Tout ceci devrait, selon la CAP, intéresser le ministère des Finances, l’Ombudsperson for Financial Services, ainsi que la Commissionner for the Protection of Borrowers, entre autres.


Pour la mise en place d’une Commission pour la protection des emprunteurs

Le ministre des Finances, pourra-t-il enfin traduire dans la réalité la recommandation de la Commission d’enquête sur les Sales by Levy en faveur de la mise en place d’une Commission for the Protection of Borrowers ?  Tel est le nouveau défi auquel devra faire face le nouveau titulaire, au vu de l’insuffisance de compétences dont a fait montre l’Office for the Protection of Borrowers.
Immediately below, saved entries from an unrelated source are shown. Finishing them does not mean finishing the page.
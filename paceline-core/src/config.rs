//! Configuration loading and management
//!
//! Configuration is loaded from `~/.config/paceline/config.toml`
//!
//! This module follows the XDG Base Directory Specification:
//! - Config: `$XDG_CONFIG_HOME/paceline/` (~/.config/paceline/)
//! - State/Logs: `$XDG_STATE_HOME/paceline/` (~/.local/state/paceline/)

use crate::error::{Error, Result};
use serde::Deserialize;
use std::path::PathBuf;

/// Returns a best-effort home directory path.
fn home_dir() -> PathBuf {
    std::env::var_os("HOME")
        .map(PathBuf::from)
        .or_else(dirs::home_dir)
        .unwrap_or_else(|| PathBuf::from("."))
}

/// Returns XDG_CONFIG_HOME or ~/.config
fn xdg_config_home() -> PathBuf {
    std::env::var("XDG_CONFIG_HOME")
        .map(PathBuf::from)
        .unwrap_or_else(|_| home_dir().join(".config"))
}

/// Returns XDG_STATE_HOME or ~/.local/state
fn xdg_state_home() -> PathBuf {
    std::env::var("XDG_STATE_HOME")
        .map(PathBuf::from)
        .unwrap_or_else(|_| home_dir().join(".local/state"))
}

/// Main configuration struct
#[derive(Debug, Deserialize, Default)]
pub struct Config {
    /// Analytics window defaults
    #[serde(default)]
    pub analytics: AnalyticsConfig,

    /// Logging configuration
    #[serde(default)]
    pub logging: LoggingConfig,
}

/// Default analysis windows for callers that do not supply one
#[derive(Debug, Deserialize, Clone, Copy)]
pub struct AnalyticsConfig {
    /// Default window for task analytics, in days
    #[serde(default = "default_task_window_days")]
    pub task_window_days: i64,

    /// Default window for velocity and trend analysis, in days
    #[serde(default = "default_trend_window_days")]
    pub trend_window_days: i64,
}

impl Default for AnalyticsConfig {
    fn default() -> Self {
        Self {
            task_window_days: default_task_window_days(),
            trend_window_days: default_trend_window_days(),
        }
    }
}

fn default_task_window_days() -> i64 {
    7
}

fn default_trend_window_days() -> i64 {
    30
}

impl AnalyticsConfig {
    /// Validate configuration, returning error message if invalid
    pub fn validate(&self) -> Result<()> {
        if self.task_window_days <= 0 {
            return Err(Error::Config(
                "analytics.task_window_days must be positive".to_string(),
            ));
        }
        if self.trend_window_days <= 0 {
            return Err(Error::Config(
                "analytics.trend_window_days must be positive".to_string(),
            ));
        }
        Ok(())
    }
}

/// Logging configuration
#[derive(Debug, Deserialize)]
pub struct LoggingConfig {
    /// Log level (trace, debug, info, warn, error)
    #[serde(default = "default_log_level")]
    pub level: String,

    /// Maximum number of log files to keep
    #[serde(default = "default_max_log_files")]
    pub max_files: usize,
}

impl Default for LoggingConfig {
    fn default() -> Self {
        Self {
            level: default_log_level(),
            max_files: default_max_log_files(),
        }
    }
}

fn default_log_level() -> String {
    "info".to_string()
}

fn default_max_log_files() -> usize {
    5
}

impl Config {
    /// Load configuration from the default path
    pub fn load() -> Result<Self> {
        let config_path = Self::config_path();

        if !config_path.exists() {
            tracing::info!("No config file found at {:?}, using defaults", config_path);
            return Ok(Config::default());
        }

        Self::load_from(&config_path)
    }

    /// Load configuration from a specific path
    pub fn load_from(path: &PathBuf) -> Result<Self> {
        let content = std::fs::read_to_string(path)
            .map_err(|e| Error::Config(format!("failed to read config file {:?}: {}", path, e)))?;

        let config: Config = toml::from_str(&content)
            .map_err(|e| Error::Config(format!("failed to parse config: {}", e)))?;

        config.analytics.validate()?;

        Ok(config)
    }

    /// Returns the default config file path
    ///
    /// `$XDG_CONFIG_HOME/paceline/config.toml` (~/.config/paceline/config.toml)
    pub fn config_path() -> PathBuf {
        xdg_config_home().join("paceline").join("config.toml")
    }

    /// Returns the state directory path (for logs)
    ///
    /// `$XDG_STATE_HOME/paceline/` (~/.local/state/paceline/)
    pub fn state_dir() -> PathBuf {
        xdg_state_home().join("paceline")
    }

    /// Returns the log file path
    ///
    /// `$XDG_STATE_HOME/paceline/paceline.log` (~/.local/state/paceline/paceline.log)
    pub fn log_path() -> PathBuf {
        Self::state_dir().join("paceline.log")
    }
}

#[cfg(test)]
mod tests {
    use super::*;
    use std::io::Write;

    #[test]
    fn test_default_config() {
        let config = Config::default();
        assert_eq!(config.analytics.task_window_days, 7);
        assert_eq!(config.analytics.trend_window_days, 30);
        assert_eq!(config.logging.level, "info");
    }

    #[test]
    fn test_parse_config() {
        let toml = r#"
[analytics]
task_window_days = 14
trend_window_days = 90

[logging]
level = "debug"
"#;
        let config: Config = toml::from_str(toml).unwrap();
        assert_eq!(config.analytics.task_window_days, 14);
        assert_eq!(config.analytics.trend_window_days, 90);
        assert_eq!(config.logging.level, "debug");
    }

    #[test]
    fn test_load_from_file() {
        let dir = tempfile::tempdir().unwrap();
        let path = dir.path().join("config.toml");
        let mut file = std::fs::File::create(&path).unwrap();
        writeln!(file, "[analytics]\ntask_window_days = 3").unwrap();

        let config = Config::load_from(&path).unwrap();
        assert_eq!(config.analytics.task_window_days, 3);
        // Unspecified fields fall back to defaults.
        assert_eq!(config.analytics.trend_window_days, 30);
    }

    #[test]
    fn test_invalid_window_rejected() {
        let dir = tempfile::tempdir().unwrap();
        let path = dir.path().join("config.toml");
        std::fs::write(&path, "[analytics]\ntask_window_days = 0\n").unwrap();

        assert!(matches!(Config::load_from(&path), Err(Error::Config(_))));
    }
}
Il convient de rappeler que la recommandation de cette Commission d’enquête remonte à 2016. Presque toutes ses recommandations auraient été mises en œuvre, sauf celle relative au remplacement de l’Office actuel par une commission présidée par un juge. En effet, dans son rapport rendu public en juin 2016, la Commission d’enquête est d’avis qu’il faut abolir l’Office for the Protection of Borrowers et la remplacer par une Commission comprenant quatre membres, nommés par le Président sur les recommandations du Premier ministre.
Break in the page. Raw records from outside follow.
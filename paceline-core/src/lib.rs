//! # paceline-core
//!
//! Core library for paceline - an analytics and goal-progress engine for
//! personal productivity data.
//!
//! This library provides:
//! - Domain types for tasks and goals
//! - Pure analytics over immutable snapshots (aggregation, velocity,
//!   trends, schedule risk)
//! - Goal progress rollup over the goal hierarchy, with one version-checked
//!   write path
//! - Configuration management
//! - Logging infrastructure
//!
//! ## Architecture
//!
//! Every analytics component is a pure function over the snapshot it is
//! handed; persistence sits behind the [`source::RecordSource`] trait and
//! time behind [`clock::Clock`], so the whole engine is deterministic under
//! test.
//!
//! ## Example
//!
//! ```rust,no_run
//! use paceline_core::{AnalyticsOrchestrator, Scope, SystemClock};
//! use paceline_core::source::InMemorySource;
//!
//! let orchestrator =
//!     AnalyticsOrchestrator::new(InMemorySource::new(vec![], vec![]), SystemClock);
//! let report = orchestrator
//!     .task_analytics(Scope::user(1), None)
//!     .expect("analytics failed");
//! println!("completion rate: {:.1}%", report.analytics.completion_rate);
//! ```

// Re-export commonly used items at the crate root
pub use analytics::{AnalyticsOrchestrator, Window};
pub use clock::{Clock, FixedClock, SystemClock};
pub use config::Config;
pub use error::{Error, Result};
pub use source::RecordSource;
pub use types::*;

// Public modules
pub mod analytics;
pub mod clock;
pub mod config;
pub mod error;
pub mod logging;
pub mod source;
pub mod types;
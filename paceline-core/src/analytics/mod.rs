//! Analytics & goal-progress engine.
//!
//! Turns raw Task/Goal snapshots into the derived metrics the dashboards
//! and goal-risk alerts consume:
//! - Task aggregation (counts, rates, time tracking)
//! - Goal progress rollup with cycle-safe hierarchy traversal
//! - Velocity (throughput) and trend classification
//! - Weekly/category trends and rule-based insights
//! - Schedule-risk scoring for dated goals
//!
//! Every component is stateless and operates on the immutable snapshot it
//! is handed; the sole write is
//! [`GoalProgressEngine::recalculate`](goals::GoalProgressEngine::recalculate),
//! delegated back through [`crate::source::RecordSource`].
//!
//! See [`orchestrator`] for the entry point that pulls a snapshot once and
//! fans it out to the sub-components.

pub mod goals;
pub mod orchestrator;
pub mod risk;
pub mod tasks;
pub mod trends;
pub mod velocity;

pub use goals::{GoalProgressEngine, GoalSummary, ProgressOutcome};
pub use orchestrator::{AnalyticsOrchestrator, GoalReport, TaskReport};
pub use risk::{AtRiskGoal, NearCompletionGoal, RiskLevel, RiskReport, RiskScorer};
pub use tasks::{GroupStats, TaskAggregator, TaskAnalytics, TimeTracking};
pub use trends::{
    CategoryTrend, PriorityWeek, TrendAnalysis, TrendAnalyzer, TrendDirection, WeeklyBucket,
};
pub use velocity::{DayCount, Trend, VelocityCalculator, VelocityMetrics};

use crate::error::{Error, Result};
use chrono::{DateTime, Duration, Utc};
use serde::{Deserialize, Serialize};

// ============================================
// Analysis window
// ============================================

/// Caller-supplied analysis window: either a day count back from "now" or
/// explicit start/end timestamps.
///
/// Structurally invalid windows (non-positive day count, end before start)
/// are rejected with [`Error::InvalidWindow`] before any computation runs.
#[derive(Debug, Clone, Copy, PartialEq, Eq, Serialize, Deserialize)]
#[serde(rename_all = "snake_case")]
pub enum Window {
    /// The last N days, ending at the injected "now"
    Days(i64),
    /// Explicit inclusive bounds
    Range {
        start: DateTime<Utc>,
        end: DateTime<Utc>,
    },
}

impl Window {
    /// Validate and resolve against an injected "now".
    pub fn resolve(&self, now: DateTime<Utc>) -> Result<ResolvedWindow> {
        match *self {
            Window::Days(days) => {
                if days <= 0 {
                    return Err(Error::InvalidWindow(format!(
                        "day count must be positive, got {}",
                        days
                    )));
                }
                Ok(ResolvedWindow {
                    start: now - Duration::days(days),
                    end: now,
                })
            }
            Window::Range { start, end } => {
                if end < start {
                    return Err(Error::InvalidWindow(format!(
                        "end {} is before start {}",
                        end, start
                    )));
                }
                Ok(ResolvedWindow { start, end })
            }
        }
    }

    /// Number of days the window spans, for per-day rates. At least 1 to
    /// keep denominators sane for sub-day ranges.
    pub fn span_days(&self, now: DateTime<Utc>) -> Result<i64> {
        let resolved = self.resolve(now)?;
        Ok(resolved.span_days())
    }
}

/// Concrete inclusive bounds after a [`Window`] has been resolved.
#[derive(Debug, Clone, Copy, PartialEq, Eq)]
pub struct ResolvedWindow {
    pub start: DateTime<Utc>,
    pub end: DateTime<Utc>,
}

impl ResolvedWindow {
    pub fn contains(&self, ts: DateTime<Utc>) -> bool {
        ts >= self.start && ts <= self.end
    }

    /// Whole days spanned, minimum 1.
    pub fn span_days(&self) -> i64 {
        (self.end - self.start).num_days().max(1)
    }

    /// Split into two equal contiguous halves by elapsed time:
    /// `(older, recent)`. The older half is `[start, mid)`, the recent
    /// half `[mid, end]`; velocity and trend comparisons share this rule.
    pub fn split_halves(&self) -> (ResolvedWindow, ResolvedWindow) {
        let mid = self.start + (self.end - self.start) / 2;
        (
            ResolvedWindow {
                start: self.start,
                end: mid,
            },
            ResolvedWindow {
                start: mid,
                end: self.end,
            },
        )
    }
}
Selon les recommandations de la Commission d’enquête, la nouvelle Commission devra être présidée par un juge ou un magistrat ou une personne ayant plus de dix ans d’expérience dans le secteur judiciaire. Il faut rappeler que la Borrowers Protection Act prévoit  que le Commissaire devra être ‘suitably qualified and experienced in the field of banking, economics, finance or law, or in more than one of those fields.’ De plus, elle est nommée par le ministre des Finances. La Commission d’enquête avait donc estimé que l’actuelle loi avait des lacunes, ne protégeant pas ainsi suffisamment les emprunteurs.